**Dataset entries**
══════════════════════════════

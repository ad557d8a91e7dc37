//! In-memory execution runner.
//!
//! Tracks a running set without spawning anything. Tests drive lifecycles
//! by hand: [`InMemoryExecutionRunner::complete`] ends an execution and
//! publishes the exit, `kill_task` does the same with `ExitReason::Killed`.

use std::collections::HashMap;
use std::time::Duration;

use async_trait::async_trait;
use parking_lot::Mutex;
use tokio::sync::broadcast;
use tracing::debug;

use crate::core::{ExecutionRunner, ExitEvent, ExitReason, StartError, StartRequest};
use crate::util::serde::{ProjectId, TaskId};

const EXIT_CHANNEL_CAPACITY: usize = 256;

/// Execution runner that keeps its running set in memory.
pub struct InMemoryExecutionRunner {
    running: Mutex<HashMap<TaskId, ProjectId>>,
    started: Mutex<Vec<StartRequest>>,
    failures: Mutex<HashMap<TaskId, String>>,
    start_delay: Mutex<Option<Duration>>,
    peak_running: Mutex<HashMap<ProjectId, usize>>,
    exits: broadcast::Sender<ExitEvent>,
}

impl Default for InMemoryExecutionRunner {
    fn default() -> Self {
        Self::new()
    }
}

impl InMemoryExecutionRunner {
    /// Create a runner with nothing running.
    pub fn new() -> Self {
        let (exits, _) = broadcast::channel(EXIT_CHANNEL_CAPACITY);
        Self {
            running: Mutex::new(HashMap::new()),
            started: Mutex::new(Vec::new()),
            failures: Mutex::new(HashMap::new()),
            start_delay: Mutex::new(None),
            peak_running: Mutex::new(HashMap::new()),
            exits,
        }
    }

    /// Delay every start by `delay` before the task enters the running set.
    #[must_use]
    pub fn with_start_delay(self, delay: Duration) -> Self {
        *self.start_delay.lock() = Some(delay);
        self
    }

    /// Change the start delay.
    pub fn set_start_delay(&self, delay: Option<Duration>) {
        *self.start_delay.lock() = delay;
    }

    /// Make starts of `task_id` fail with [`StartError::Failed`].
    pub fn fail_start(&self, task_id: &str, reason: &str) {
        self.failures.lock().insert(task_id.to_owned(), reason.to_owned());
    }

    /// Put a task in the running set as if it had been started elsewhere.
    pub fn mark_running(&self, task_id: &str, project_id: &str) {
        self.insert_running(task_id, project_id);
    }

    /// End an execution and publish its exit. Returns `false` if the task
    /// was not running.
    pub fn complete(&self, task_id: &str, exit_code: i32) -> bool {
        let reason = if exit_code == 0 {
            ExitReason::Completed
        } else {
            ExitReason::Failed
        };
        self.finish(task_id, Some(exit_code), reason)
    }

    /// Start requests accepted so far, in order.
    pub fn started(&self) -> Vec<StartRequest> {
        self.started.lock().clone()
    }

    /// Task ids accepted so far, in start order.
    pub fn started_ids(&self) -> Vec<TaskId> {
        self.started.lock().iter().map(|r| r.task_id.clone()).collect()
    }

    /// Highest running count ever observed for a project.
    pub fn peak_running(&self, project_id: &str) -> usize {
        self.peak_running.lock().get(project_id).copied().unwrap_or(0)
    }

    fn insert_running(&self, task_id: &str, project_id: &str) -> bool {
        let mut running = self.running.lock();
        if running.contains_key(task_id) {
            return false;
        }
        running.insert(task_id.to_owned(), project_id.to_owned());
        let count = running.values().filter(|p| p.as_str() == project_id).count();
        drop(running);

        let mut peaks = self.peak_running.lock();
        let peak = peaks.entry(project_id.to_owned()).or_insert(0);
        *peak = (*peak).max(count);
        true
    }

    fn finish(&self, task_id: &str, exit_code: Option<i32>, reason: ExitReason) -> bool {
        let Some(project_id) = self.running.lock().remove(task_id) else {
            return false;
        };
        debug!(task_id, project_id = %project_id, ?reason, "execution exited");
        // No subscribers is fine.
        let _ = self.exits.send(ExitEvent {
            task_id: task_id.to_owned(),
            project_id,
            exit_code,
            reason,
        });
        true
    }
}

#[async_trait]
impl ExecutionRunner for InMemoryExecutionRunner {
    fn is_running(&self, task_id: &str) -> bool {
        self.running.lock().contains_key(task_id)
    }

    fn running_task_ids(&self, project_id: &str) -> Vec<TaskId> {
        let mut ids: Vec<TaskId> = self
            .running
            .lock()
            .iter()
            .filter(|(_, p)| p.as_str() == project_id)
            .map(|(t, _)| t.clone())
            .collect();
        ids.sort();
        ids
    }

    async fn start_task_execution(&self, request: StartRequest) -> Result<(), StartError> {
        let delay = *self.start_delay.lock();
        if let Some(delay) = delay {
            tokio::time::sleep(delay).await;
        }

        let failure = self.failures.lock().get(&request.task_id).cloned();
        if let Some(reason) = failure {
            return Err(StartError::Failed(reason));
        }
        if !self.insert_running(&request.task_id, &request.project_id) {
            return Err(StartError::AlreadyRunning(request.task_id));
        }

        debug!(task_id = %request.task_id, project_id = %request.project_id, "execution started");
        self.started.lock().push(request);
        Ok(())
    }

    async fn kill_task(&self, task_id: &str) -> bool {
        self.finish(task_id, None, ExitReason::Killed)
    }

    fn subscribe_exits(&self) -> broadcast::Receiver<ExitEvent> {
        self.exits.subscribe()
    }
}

══════════════════════════════

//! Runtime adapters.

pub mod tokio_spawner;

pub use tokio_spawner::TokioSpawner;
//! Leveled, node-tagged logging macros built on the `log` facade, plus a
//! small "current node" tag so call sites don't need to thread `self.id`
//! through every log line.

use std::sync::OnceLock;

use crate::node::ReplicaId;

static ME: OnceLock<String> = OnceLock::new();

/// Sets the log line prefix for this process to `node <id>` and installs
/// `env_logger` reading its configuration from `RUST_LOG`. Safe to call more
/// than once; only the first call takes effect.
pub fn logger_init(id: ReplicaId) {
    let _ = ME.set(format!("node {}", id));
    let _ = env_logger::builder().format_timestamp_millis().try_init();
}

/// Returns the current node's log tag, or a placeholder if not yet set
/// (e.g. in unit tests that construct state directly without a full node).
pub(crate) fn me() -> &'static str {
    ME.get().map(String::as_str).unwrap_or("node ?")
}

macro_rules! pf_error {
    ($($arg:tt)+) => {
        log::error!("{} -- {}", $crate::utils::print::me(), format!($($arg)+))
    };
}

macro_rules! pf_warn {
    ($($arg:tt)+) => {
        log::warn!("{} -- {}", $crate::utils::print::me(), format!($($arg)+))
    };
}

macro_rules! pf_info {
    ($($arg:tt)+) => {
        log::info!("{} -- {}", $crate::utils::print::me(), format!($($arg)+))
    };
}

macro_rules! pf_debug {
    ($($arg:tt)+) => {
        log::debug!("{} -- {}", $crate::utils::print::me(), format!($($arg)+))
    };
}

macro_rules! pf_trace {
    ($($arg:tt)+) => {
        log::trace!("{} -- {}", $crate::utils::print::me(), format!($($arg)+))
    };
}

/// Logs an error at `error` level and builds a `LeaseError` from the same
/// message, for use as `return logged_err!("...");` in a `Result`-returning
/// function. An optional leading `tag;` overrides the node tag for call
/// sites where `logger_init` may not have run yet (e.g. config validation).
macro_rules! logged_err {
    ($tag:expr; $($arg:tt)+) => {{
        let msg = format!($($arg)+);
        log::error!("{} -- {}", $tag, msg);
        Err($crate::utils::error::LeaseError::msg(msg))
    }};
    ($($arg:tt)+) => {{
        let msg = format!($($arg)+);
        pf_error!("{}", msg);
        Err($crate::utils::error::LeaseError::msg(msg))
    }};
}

══════════════════════════════

**Required work**
Please write out, exactly as they appear above, only the lines in the stretch from the line with "repository ad557d8a91e7dc37" through the line with "pub fn new()".

**Response box**
repository ad557d8a91e7dc37
//! In-memory execution runner.
//!
//! Tracks a running set without spawning anything. Tests drive lifecycles
//! by hand: [`InMemoryExecutionRunner::complete`] ends an execution and
//! publishes the exit, `kill_task` does the same with `ExitReason::Killed`.

use std::collections::HashMap;
use std::time::Duration;

use async_trait::async_trait;
use parking_lot::Mutex;
use tokio::sync::broadcast;
use tracing::debug;

use crate::core::{ExecutionRunner, ExitEvent, ExitReason, StartError, StartRequest};
use crate::util::serde::{ProjectId, TaskId};

const EXIT_CHANNEL_CAPACITY: usize = 256;

/// Execution runner that keeps its running set in memory.
pub struct InMemoryExecutionRunner {
    running: Mutex<HashMap<TaskId, ProjectId>>,
    started: Mutex<Vec<StartRequest>>,
    failures: Mutex<HashMap<TaskId, String>>,
    start_delay: Mutex<Option<Duration>>,
    peak_running: Mutex<HashMap<ProjectId, usize>>,
    exits: broadcast::Sender<ExitEvent>,
}

impl Default for InMemoryExecutionRunner {
    fn default() -> Self {
        Self::new()
    }
}

impl InMemoryExecutionRunner {
    /// Create a runner with nothing running.
    pub fn new() -> Self {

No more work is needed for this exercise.